10 Women From History Who Used Love Making as a Weapon

10 Women From History Who Used Love Making as a Weapon

Jennifer Conerly - August 11, 2017

10 Women From History Who Used Love Making as a Weapon
Harriette Wilson. Wikipedia Commons

9. Harriette Wilson (February 22, 1786-March 10, 1845)

Harriette Wilson became one of the 19th centuries England’s most famous courtesans. She was one of fifteen children and one of four sisters who pursued careers as concubines. After her older sister Amy introduced her to the lifestyle, Harriette became the mistress of Lord William Craven, a young aristocrat who served in the British army. She moved to London high society, becoming the mistress of Arthur Wellesley, 1st Duke of Wellington, Lord Canning, and George IV. She made sure that her former lovers were a checklist of powerful men she could use in the future.

Instead of relying on them, Harriette blackmailed them. When she needed money, she wrote her memoirs detailed every sordid detail of her life, including the names of all of her former lovers and details of her interactions with them. To have their names removed from her memoirs, which she intended to publish, her former lovers had to pay up.

Her threats had the exact reaction that she was hoping for. The 1st Duke of Wellington infamously replied, “publish and be damned” when informed of her intentions. George IV got very nervous and would “do anything to suppress what Harriette had to reveal of [his mistress] Lady Conyngham” so that she wouldn’t find out. Harriette’s memoirs also reveal that Frederick Lamb, 3rd Viscount Melbourne assaulted her because she refuses him, a scandalous issue in Georgian England. Her scheme worked: many of her former lovers were willing to pay to keep what happened between them a secret.

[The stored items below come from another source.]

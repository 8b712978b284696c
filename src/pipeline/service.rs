//! Pipeline service sequencing canonicalization, storage, extraction, and summarization.

use std::sync::Arc;

use async_trait::async_trait;
use time::OffsetDateTime;
use tracing::Instrument;

use super::prompt::build_summary_request;
use super::retry::{RetryPolicy, retry_external};
use super::types::{PipelineError, PipelineOutcome, PipelineSettings, RunId, RunStage};
use super::validate::validate_upload;
use super::workspace::RunWorkspace;
use crate::archive::{ArchiveError, ArtifactKind, SummaryArchive};
use crate::canonical::{CanonicalOrigin, Canonicalizer, UploadedDocument, render_paragraphs_pdf};
use crate::extraction::{DocumentExtractor, ExtractionError};
use crate::metrics::{MetricsSnapshot, PipelineMetrics};
use crate::storage::ArtifactStore;
use crate::summarization::Summarizer;

/// Runs uploads through the pipeline, one request at a time per call.
///
/// The three external capabilities are injected at construction, so production wiring and
/// tests differ only in what they pass in. Construct the service once near process start and
/// share it through an `Arc`.
pub struct PipelineService {
    store: Box<dyn ArtifactStore>,
    extractor: Box<dyn DocumentExtractor>,
    summarizer: Box<dyn Summarizer>,
    canonicalizer: Canonicalizer,
    archive: SummaryArchive,
    settings: PipelineSettings,
    metrics: Arc<PipelineMetrics>,
}

/// Abstraction over the pipeline used by the HTTP surface.
#[async_trait]
pub trait PipelineApi: Send + Sync {
    /// Validate an upload and run it through every stage.
    async fn summarize_upload(
        &self,
        filename: Option<String>,
        content: Vec<u8>,
    ) -> Result<PipelineOutcome, PipelineError>;

    /// Read an archived summary artifact.
    async fn open_artifact(
        &self,
        run_id: &str,
        file: &str,
    ) -> Result<(ArtifactKind, Vec<u8>), ArchiveError>;

    /// Retrieve the current metrics snapshot for diagnostics.
    fn metrics_snapshot(&self) -> MetricsSnapshot;
}

impl PipelineService {
    /// Assemble a service from its capabilities.
    pub fn new(
        store: Box<dyn ArtifactStore>,
        extractor: Box<dyn DocumentExtractor>,
        summarizer: Box<dyn Summarizer>,
        archive: SummaryArchive,
        settings: PipelineSettings,
    ) -> Self {
        Self {
            store,
            extractor,
            summarizer,
            canonicalizer: Canonicalizer::new(settings.layout),
            archive,
            settings,
            metrics: Arc::new(PipelineMetrics::new()),
        }
    }

    /// Run a validated upload to completion or to its first failure.
    ///
    /// Every stage runs strictly after the previous one. Transient external failures are
    /// retried per [`PipelineSettings`]; anything else aborts the run. Side effects of completed
    /// stages, such as a stored blob, are left in place.
    pub async fn run(&self, upload: UploadedDocument) -> Result<PipelineOutcome, PipelineError> {
        let run_id = RunId::new();
        let span = tracing::info_span!("run", run_id = %run_id, format = ?upload.format());
        self.metrics.record_started();

        let mut stage = RunStage::Validated;
        let result = async {
            tracing::info!(filename = upload.filename(), bytes = upload.content().len(), "Run started");
            match self.settings.run_timeout {
                Some(limit) => tokio::time::timeout(limit, self.execute(run_id, &upload, &mut stage))
                    .await
                    .unwrap_or(Err(PipelineError::TimedOut { after: limit })),
                None => self.execute(run_id, &upload, &mut stage).await,
            }
        }
        .instrument(span.clone())
        .await;

        span.in_scope(|| match &result {
            Ok(outcome) => {
                self.metrics.record_succeeded();
                tracing::info!(stage = %stage, persisted = outcome.persisted, "Run completed");
            }
            Err(error) => {
                self.metrics.record_failed();
                tracing::error!(
                    stage = %RunStage::Failed,
                    last_completed = %stage,
                    kind = ?error.kind(),
                    error = %error,
                    "Run failed"
                );
            }
        });
        result
    }

    async fn execute(
        &self,
        run_id: RunId,
        upload: &UploadedDocument,
        stage: &mut RunStage,
    ) -> Result<PipelineOutcome, PipelineError> {
        let policy = RetryPolicy {
            max_attempts: self.settings.max_attempts,
            backoff: self.settings.retry_backoff,
        };
        let workspace = RunWorkspace::create(self.settings.work_dir.as_deref(), run_id)
            .map_err(PipelineError::Workspace)?;
        tracing::debug!(workspace = %workspace.path().display(), "Workspace created");
        workspace
            .stage(&format!("upload.{}", upload.format().extension()), upload.content())
            .await
            .map_err(PipelineError::Workspace)?;

        let canonical = self.canonicalizer.canonicalize(upload)?;
        let format = canonical.format();
        workspace
            .stage(&format!("canonical.{}", format.extension()), canonical.content())
            .await
            .map_err(PipelineError::Workspace)?;
        if let CanonicalOrigin::Converted { paragraphs, pages } = canonical.origin() {
            tracing::debug!(paragraphs, pages, "Upload converted");
        }
        advance(stage);

        let blob_name = format!("{run_id}.{}", format.extension());
        let content = canonical.into_content();
        let store = self.store.as_ref();
        let name = blob_name.as_str();
        let content = &content;
        let reference = retry_external(RunStage::Stored, policy, &self.metrics, move || {
            store.put(name, content.clone(), format.content_type())
        })
        .await?;
        tracing::debug!(blob = reference.name(), expires_at = %reference.expires_at(), "Document stored");
        advance(stage);

        if reference.is_expired_at(OffsetDateTime::now_utc()) {
            return Err(ExtractionError::LocatorExpired {
                name: reference.name().to_string(),
                expired_at: reference.expires_at(),
            }
            .into());
        }
        let extractor = self.extractor.as_ref();
        let source = &reference;
        let document = retry_external(RunStage::Extracted, policy, &self.metrics, move || {
            extractor.extract(source)
        })
        .await?;
        let text = document.to_text();
        tracing::debug!(
            pages = document.pages.len(),
            lines = document.line_count(),
            chars = text.len(),
            "Text extracted"
        );
        advance(stage);

        let request = build_summary_request(&text);
        let summarizer = self.summarizer.as_ref();
        let request = &request;
        let summary = retry_external(RunStage::Summarized, policy, &self.metrics, move || {
            summarizer.summarize(request.clone())
        })
        .await?;
        let summary = summary.trim().to_string();
        advance(stage);

        let persisted = self.persist(run_id, &summary).await;
        if persisted {
            advance(stage);
        }

        Ok(PipelineOutcome {
            run_id,
            summary,
            persisted,
        })
    }

    /// Write the plain-text and PDF summaries. Failure is reported, never propagated.
    async fn persist(&self, run_id: RunId, summary: &str) -> bool {
        let lines: Vec<&str> = summary.lines().collect();
        let written = match render_paragraphs_pdf("summary", &lines, &self.settings.layout) {
            Ok(pdf) => self
                .archive
                .persist(run_id.as_uuid(), summary, &pdf.bytes)
                .await
                .map_err(|error| error.to_string()),
            Err(error) => Err(error.to_string()),
        };

        match written {
            Ok(paths) => {
                tracing::debug!(
                    text = %paths.text_path.display(),
                    pdf = %paths.pdf_path.display(),
                    "Summary persisted"
                );
                true
            }
            Err(error) => {
                self.metrics.record_persistence_failure();
                tracing::warn!(error = %error, "Failed to persist summary; returning it anyway");
                false
            }
        }
    }

    /// Return the current pipeline metrics snapshot.
    pub fn metrics_snapshot(&self) -> MetricsSnapshot {
        self.metrics.snapshot()
    }
}

fn advance(stage: &mut RunStage) {
    if let Some(next) = stage.successor() {
        tracing::info!(stage = %next, "Stage completed");
        *stage = next;
    }
}

#[async_trait]
impl PipelineApi for PipelineService {
    async fn summarize_upload(
        &self,
        filename: Option<String>,
        content: Vec<u8>,
    ) -> Result<PipelineOutcome, PipelineError> {
        let upload = match validate_upload(filename.as_deref(), content) {
            Ok(upload) => upload,
            Err(error) => {
                self.metrics.record_invalid_input();
                tracing::info!(
                    stage = %RunStage::Received,
                    filename = filename.as_deref().unwrap_or_default(),
                    error = %error,
                    "Upload rejected"
                );
                return Err(error);
            }
        };
        self.run(upload).await
    }

    async fn open_artifact(
        &self,
        run_id: &str,
        file: &str,
    ) -> Result<(ArtifactKind, Vec<u8>), ArchiveError> {
        self.archive.open(run_id, file).await
    }

    fn metrics_snapshot(&self) -> MetricsSnapshot {
        PipelineService::metrics_snapshot(self)
    }
}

Harriette claimed that she needed the money and that her former lovers had promised to provide for her later in life, but they never followed through. Her threats to publish her memoirs bring to light the failings of men who promised to care for their mistresses and never did. While Harriette Wilson may have used sex as a weapon in her relationships with very powerful men, her pen was just as effective.